MATERIAL SUPPLIED Block Start

//! Key Serializer
//!
//! `serde::Serializer` producing [`KeyPart`]s directly, so that no argument
//! information is lost on the way to a cache key: float bits survive
//! (including NaN and infinities), and `None` stays distinct from unit.

use serde::ser::{self, Serialize};
use thiserror::Error;

use crate::memo::KeyPart;

/// Why an argument could not be turned into a key part.
#[derive(Debug, Error)]
#[error("{0}")]
pub struct KeyError(String);

impl ser::Error for KeyError {
    fn custom<T: std::fmt::Display>(msg: T) -> Self {
        KeyError(msg.to_string())
    }
}

type KeyResult = std::result::Result<KeyPart, KeyError>;

/// Serializes any value into its key part.
pub(crate) fn to_key_part<T>(value: &T) -> KeyResult
where
    T: Serialize + ?Sized,
{
    value.serialize(KeySerializer)
}

/// `-0.0` folds into `0.0` and every NaN into one canonical NaN; all other
/// bit patterns are kept.
fn float_part(v: f64) -> KeyPart {
    let canonical = if v == 0.0 {
        0.0
    } else if v.is_nan() {
        f64::NAN
    } else {
        v
    };
    KeyPart::Float(canonical.to_bits())
}

fn map_part(mut pairs: Vec<(KeyPart, KeyPart)>) -> KeyPart {
    pairs.sort();
    KeyPart::Map(pairs)
}

fn tagged(variant: &'static str, part: KeyPart) -> KeyPart {
    KeyPart::Map(vec![(KeyPart::Str(variant.to_string()), part)])
}

struct KeySerializer;

impl ser::Serializer for KeySerializer {
    type Ok = KeyPart;
    type Error = KeyError;

    type SerializeSeq = SeqParts;
    type SerializeTuple = SeqParts;
    type SerializeTupleStruct = SeqParts;
    type SerializeTupleVariant = SeqParts;
    type SerializeMap = MapParts;
    type SerializeStruct = MapParts;
    type SerializeStructVariant = MapParts;

    fn serialize_bool(self, v: bool) -> KeyResult {
        Ok(KeyPart::Bool(v))
    }

    fn serialize_i8(self, v: i8) -> KeyResult {
        self.serialize_i64(i64::from(v))
    }

    fn serialize_i16(self, v: i16) -> KeyResult {
        self.serialize_i64(i64::from(v))
    }

    fn serialize_i32(self, v: i32) -> KeyResult {
        self.serialize_i64(i64::from(v))
    }

    fn serialize_i64(self, v: i64) -> KeyResult {
        Ok(KeyPart::Int(v))
    }

    fn serialize_i128(self, v: i128) -> KeyResult {
        if let Ok(small) = i64::try_from(v) {
            return Ok(KeyPart::Int(small));
        }
        u64::try_from(v)
            .map(KeyPart::UInt)
            .map_err(|_| KeyError(format!("integer {} is out of range", v)))
    }

    fn serialize_u8(self, v: u8) -> KeyResult {
        self.serialize_u64(u64::from(v))
    }

    fn serialize_u16(self, v: u16) -> KeyResult {
        self.serialize_u64(u64::from(v))
    }

    fn serialize_u32(self, v: u32) -> KeyResult {
        self.serialize_u64(u64::from(v))
    }

    // Same key for the same number regardless of integer type
    fn serialize_u64(self, v: u64) -> KeyResult {
        Ok(match i64::try_from(v) {
            Ok(small) => KeyPart::Int(small),
            Err(_) => KeyPart::UInt(v),
        })
    }

    fn serialize_u128(self, v: u128) -> KeyResult {
        u64::try_from(v)
            .map_err(|_| KeyError(format!("integer {} is out of range", v)))
            .and_then(|v| self.serialize_u64(v))
    }

    fn serialize_f32(self, v: f32) -> KeyResult {
        self.serialize_f64(f64::from(v))
    }

    fn serialize_f64(self, v: f64) -> KeyResult {
        Ok(float_part(v))
    }

    fn serialize_char(self, v: char) -> KeyResult {
        Ok(KeyPart::Str(v.to_string()))
    }

    fn serialize_str(self, v: &str) -> KeyResult {
        Ok(KeyPart::Str(v.to_string()))
    }

    fn serialize_bytes(self, v: &[u8]) -> KeyResult {
        Ok(KeyPart::Seq(
            v.iter().map(|b| KeyPart::Int(i64::from(*b))).collect(),
        ))
    }

    fn serialize_none(self) -> KeyResult {
        Ok(KeyPart::None)
    }

    fn serialize_some<T>(self, value: &T) -> KeyResult
    where
        T: ?Sized + Serialize,
    {
        value.serialize(self)
    }

    fn serialize_unit(self) -> KeyResult {
        Ok(KeyPart::Unit)
    }

    fn serialize_unit_struct(self, _name: &'static str) -> KeyResult {
        Ok(KeyPart::Unit)
    }

    fn serialize_unit_variant(
        self,
        _name: &'static str,
        _variant_index: u32,
        variant: &'static str,
    ) -> KeyResult {
        Ok(KeyPart::Str(variant.to_string()))
    }

    fn serialize_newtype_struct<T>(self, _name: &'static str, value: &T) -> KeyResult
    where
        T: ?Sized + Serialize,
    {
        value.serialize(self)
    }

    fn serialize_newtype_variant<T>(
        self,
        _name: &'static str,
        _variant_index: u32,
        variant: &'static str,
        value: &T,
    ) -> KeyResult
    where
        T: ?Sized + Serialize,
    {
        Ok(tagged(variant, to_key_part(value)?))
    }

    fn serialize_seq(self, len: Option<usize>) -> Result<SeqParts, KeyError> {
        Ok(SeqParts::new(None, len.unwrap_or(0)))
    }

    fn serialize_tuple(self, len: usize) -> Result<SeqParts, KeyError> {
        Ok(SeqParts::new(None, len))
    }

    fn serialize_tuple_struct(
        self,
        _name: &'static str,
        len: usize,
    ) -> Result<SeqParts, KeyError> {
        Ok(SeqParts::new(None, len))
    }

    fn serialize_tuple_variant(
        self,
        _name: &'static str,
        _variant_index: u32,
        variant: &'static str,
        len: usize,
    ) -> Result<SeqParts, KeyError> {
        Ok(SeqParts::new(Some(variant), len))
    }

    fn serialize_map(self, len: Option<usize>) -> Result<MapParts, KeyError> {
        Ok(MapParts::new(None, len.unwrap_or(0)))
    }

    fn serialize_struct(self, _name: &'static str, len: usize) -> Result<MapParts, KeyError> {
        Ok(MapParts::new(None, len))
    }

    fn serialize_struct_variant(
        self,
        _name: &'static str,
        _variant_index: u32,
        variant: &'static str,
        len: usize,
    ) -> Result<MapParts, KeyError> {
        Ok(MapParts::new(Some(variant), len))
    }
}

// == Compound Builders ==
/// Elements of a sequence, tuple or tuple variant.
struct SeqParts {
    variant: Option<&'static str>,
    items: Vec<KeyPart>,
}

impl SeqParts {
    fn new(variant: Option<&'static str>, len: usize) -> Self {
        Self {
            variant,
            items: Vec::with_capacity(len),
        }
    }

    fn push<T>(&mut self, value: &T) -> Result<(), KeyError>
    where
        T: ?Sized + Serialize,
    {
        self.items.push(to_key_part(value)?);
        Ok(())
    }

    fn finish(self) -> KeyResult {
        let part = KeyPart::Seq(self.items);
        Ok(match self.variant {
            Some(variant) => tagged(variant, part),
            None => part,
        })
    }
}

impl ser::SerializeSeq for SeqParts {
    type Ok = KeyPart;
    type Error = KeyError;

    fn serialize_element<T>(&mut self, value: &T) -> Result<(), KeyError>
    where
        T: ?Sized + Serialize,
    {
        self.push(value)
    }

    fn end(self) -> KeyResult {
        self.finish()
    }
}

impl ser::SerializeTuple for SeqParts {
    type Ok = KeyPart;
    type Error = KeyError;

    fn serialize_element<T>(&mut self, value: &T) -> Result<(), KeyError>
    where
        T: ?Sized + Serialize,
    {
        self.push(value)
    }

    fn end(self) -> KeyResult {
        self.finish()
    }
}

impl ser::SerializeTupleStruct for SeqParts {
    type Ok = KeyPart;
    type Error = KeyError;

    fn serialize_field<T>(&mut self, value: &T) -> Result<(), KeyError>
    where
        T: ?Sized + Serialize,
    {
        self.push(value)
    }

    fn end(self) -> KeyResult {
        self.finish()
    }
}

impl ser::SerializeTupleVariant for SeqParts {
    type Ok = KeyPart;
    type Error = KeyError;

    fn serialize_field<T>(&mut self, value: &T) -> Result<(), KeyError>
    where
        T: ?Sized + Serialize,
    {
        self.push(value)
    }

    fn end(self) -> KeyResult {
        self.finish()
    }
}

/// Entries of a map, struct or struct variant.
struct MapParts {
    variant: Option<&'static str>,
    pairs: Vec<(KeyPart, KeyPart)>,
    pending_key: Option<KeyPart>,
}

impl MapParts {
    fn new(variant: Option<&'static str>, len: usize) -> Self {
        Self {
            variant,
            pairs: Vec::with_capacity(len),
            pending_key: None,
        }
    }

    fn field<T>(&mut self, name: &'static str, value: &T) -> Result<(), KeyError>
    where
        T: ?Sized + Serialize,
    {
        self.pairs
            .push((KeyPart::Str(name.to_string()), to_key_part(value)?));
        Ok(())
    }

    fn finish(self) -> KeyResult {
        let part = map_part(self.pairs);
        Ok(match self.variant {
            Some(variant) => tagged(variant, part),
            None => part,
        })
    }
}

impl ser::SerializeMap for MapParts {
    type Ok = KeyPart;
    type Error = KeyError;

    fn serialize_key<T>(&mut self, key: &T) -> Result<(), KeyError>
    where
        T: ?Sized + Serialize,
    {
        self.pending_key = Some(to_key_part(key)?);
        Ok(())
    }

    fn serialize_value<T>(&mut self, value: &T) -> Result<(), KeyError>
    where
        T: ?Sized + Serialize,
    {
        let key = self
            .pending_key
            .take()
            .ok_or_else(|| KeyError("map value without a key".to_string()))?;
        self.pairs.push((key, to_key_part(value)?));
        Ok(())
    }

    fn end(self) -> KeyResult {
        self.finish()
    }
}

impl ser::SerializeStruct for MapParts {
    type Ok = KeyPart;
    type Error = KeyError;

    fn serialize_field<T>(&mut self, key: &'static str, value: &T) -> Result<(), KeyError>
    where
        T: ?Sized + Serialize,
    {
        self.field(key, value)
    }

    fn end(self) -> KeyResult {
        self.finish()
    }
}

impl ser::SerializeStructVariant for MapParts {
    type Ok = KeyPart;
    type Error = KeyError;

    fn serialize_field<T>(&mut self, key: &'static str, value: &T) -> Result<(), KeyError>
    where
        T: ?Sized + Serialize,
    {
        self.field(key, value)
    }

    fn end(self) -> KeyResult {
        self.finish()
    }
}

#[cfg(test)]
mod tests {
    use super::*;
    use serde::Serialize;
    use std::collections::BTreeMap;

    #[derive(Serialize)]
    struct Query {
        path: String,
        limit: Option<u32>,
    }

    #[derive(Serialize)]
    enum Shape {
        Circle(f64),
        Rect { w: u32, h: u32 },
        Empty,
    }

    #[test]
    fn test_floats_keep_their_bits() {
        let parts: Vec<KeyPart> = [1.5, f64::INFINITY, f64::NEG_INFINITY, f64::NAN]
            .iter()
            .map(|v| to_key_part(v).unwrap())
            .collect();

        for (i, a) in parts.iter().enumerate() {
            for b in &parts[i + 1..] {
                assert_ne!(a, b);
            }
        }
        assert_eq!(to_key_part(&-f64::NAN).unwrap(), to_key_part(&f64::NAN).unwrap());
        assert_eq!(to_key_part(&-0.0f64).unwrap(), to_key_part(&0.0f64).unwrap());
    }

    #[test]
    fn test_none_unit_and_nan_are_distinct() {
        let none = to_key_part(&Option::<u8>::None).unwrap();
        let unit = to_key_part(&()).unwrap();
        let nan = to_key_part(&f64::NAN).unwrap();

        assert_eq!(none, KeyPart::None);
        assert_eq!(unit, KeyPart::Unit);
        assert_ne!(nan, none);
        assert_ne!(nan, unit);
    }

    #[test]
    fn test_integer_width_does_not_matter() {
        assert_eq!(to_key_part(&5u8).unwrap(), to_key_part(&5i64).unwrap());
        assert_eq!(to_key_part(&5u128).unwrap(), KeyPart::Int(5));
        assert_eq!(to_key_part(&u64::MAX).unwrap(), KeyPart::UInt(u64::MAX));
        assert!(to_key_part(&u128::MAX).is_err());
    }

    #[test]
    fn test_struct_becomes_sorted_map() {
        let part = to_key_part(&Query {
            path: "users".into(),
            limit: None,
        })
        .unwrap();

        assert_eq!(
            part,
            KeyPart::Map(vec![
                (KeyPart::Str("limit".into()), KeyPart::None),
                (KeyPart::Str("path".into()), KeyPart::Str("users".into())),
            ])
        );
    }

    #[test]
    fn test_enum_variants_are_tagged() {
        assert_eq!(to_key_part(&Shape::Empty).unwrap(), KeyPart::Str("Empty".into()));
        assert_ne!(
            to_key_part(&Shape::Circle(1.0)).unwrap(),
            to_key_part(&1.0f64).unwrap()
        );
        assert_ne!(
            to_key_part(&Shape::Rect { w: 1, h: 2 }).unwrap(),
            to_key_part(&Shape::Rect { w: 2, h: 1 }).unwrap()
        );
    }

    #[test]
    fn test_non_string_map_keys_are_kept() {
        let mut map = BTreeMap::new();
        map.insert((1u8, 2u8), 3u8);

        let part = to_key_part(&map).unwrap();

        assert_eq!(
            part,
            KeyPart::Map(vec![(
                KeyPart::Seq(vec![KeyPart::Int(1), KeyPart::Int(2)]),
                KeyPart::Int(3)
            )])
        );
    }
}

MATERIAL SUPPLIED Block End

- **PROBLEM REQUIREMENTS**: Gather each line in the data that holds the string "Option".

- **YOUR SOLUTION**:
    fn serialize_seq(self, len: Option<usize>) -> Result<SeqParts, KeyError> {
    fn serialize_map(self, len: Option<usize>) -> Result<MapParts, KeyError> {
    variant: Option<&'static str>,
    fn new(variant: Option<&'static str>, len: usize) -> Self {
    variant: Option<&'static str>,
    pending_key: Option<KeyPart>,
    fn new(variant: Option<&'static str>, len: usize) -> Self {
        limit: Option<u32>,
        let none = to_key_part(&Option::<u8>::None).unwrap();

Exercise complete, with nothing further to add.